» **Task details**:
If a line below contains "bool", count it. Report the final total and nothing more.

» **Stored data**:
********
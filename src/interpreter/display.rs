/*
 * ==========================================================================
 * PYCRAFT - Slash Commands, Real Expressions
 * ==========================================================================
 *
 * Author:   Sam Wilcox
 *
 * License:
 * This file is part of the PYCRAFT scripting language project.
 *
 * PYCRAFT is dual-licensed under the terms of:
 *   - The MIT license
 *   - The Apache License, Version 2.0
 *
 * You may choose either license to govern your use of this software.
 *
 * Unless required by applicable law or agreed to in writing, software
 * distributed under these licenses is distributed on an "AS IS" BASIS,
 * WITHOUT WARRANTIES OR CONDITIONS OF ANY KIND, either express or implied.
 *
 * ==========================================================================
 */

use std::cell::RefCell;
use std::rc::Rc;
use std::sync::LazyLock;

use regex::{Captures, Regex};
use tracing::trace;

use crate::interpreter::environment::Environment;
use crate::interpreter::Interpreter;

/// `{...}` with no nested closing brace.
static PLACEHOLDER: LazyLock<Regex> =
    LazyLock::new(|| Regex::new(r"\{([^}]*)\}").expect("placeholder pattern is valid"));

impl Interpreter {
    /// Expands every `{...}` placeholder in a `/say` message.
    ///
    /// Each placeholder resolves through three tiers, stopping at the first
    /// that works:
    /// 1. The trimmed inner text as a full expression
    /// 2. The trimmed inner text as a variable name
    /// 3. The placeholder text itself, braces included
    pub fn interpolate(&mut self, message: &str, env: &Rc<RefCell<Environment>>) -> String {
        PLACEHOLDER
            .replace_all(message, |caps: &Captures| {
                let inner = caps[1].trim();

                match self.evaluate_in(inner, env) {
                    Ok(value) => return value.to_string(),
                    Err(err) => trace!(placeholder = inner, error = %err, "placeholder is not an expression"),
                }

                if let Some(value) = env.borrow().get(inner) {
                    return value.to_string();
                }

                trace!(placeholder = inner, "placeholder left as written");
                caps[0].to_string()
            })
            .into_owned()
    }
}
********
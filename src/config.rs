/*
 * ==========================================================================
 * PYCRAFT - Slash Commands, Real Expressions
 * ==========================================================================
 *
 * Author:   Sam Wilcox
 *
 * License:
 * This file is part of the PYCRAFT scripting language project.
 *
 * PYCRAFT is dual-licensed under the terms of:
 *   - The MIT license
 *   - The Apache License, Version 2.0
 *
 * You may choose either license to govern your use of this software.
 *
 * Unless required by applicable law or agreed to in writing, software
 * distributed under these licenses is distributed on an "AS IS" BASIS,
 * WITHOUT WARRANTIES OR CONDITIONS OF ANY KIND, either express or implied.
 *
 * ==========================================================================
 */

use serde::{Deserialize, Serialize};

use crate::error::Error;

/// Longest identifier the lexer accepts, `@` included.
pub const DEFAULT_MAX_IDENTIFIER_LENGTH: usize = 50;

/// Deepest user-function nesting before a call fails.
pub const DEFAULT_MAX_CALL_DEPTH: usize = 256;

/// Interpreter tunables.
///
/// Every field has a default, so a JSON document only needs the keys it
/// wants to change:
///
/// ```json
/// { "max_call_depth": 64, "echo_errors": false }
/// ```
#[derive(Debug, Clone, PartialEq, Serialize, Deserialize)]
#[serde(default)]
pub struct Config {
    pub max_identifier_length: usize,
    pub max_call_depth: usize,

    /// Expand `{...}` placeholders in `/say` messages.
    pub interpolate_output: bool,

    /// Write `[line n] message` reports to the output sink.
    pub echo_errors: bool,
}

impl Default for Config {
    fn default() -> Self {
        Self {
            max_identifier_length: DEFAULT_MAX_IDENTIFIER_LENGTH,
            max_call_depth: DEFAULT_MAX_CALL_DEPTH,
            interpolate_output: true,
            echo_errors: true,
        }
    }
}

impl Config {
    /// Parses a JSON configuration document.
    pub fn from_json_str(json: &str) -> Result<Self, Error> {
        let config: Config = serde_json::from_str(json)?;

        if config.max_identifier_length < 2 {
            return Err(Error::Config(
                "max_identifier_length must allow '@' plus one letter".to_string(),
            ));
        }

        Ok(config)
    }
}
********
» **Problem solution**:
2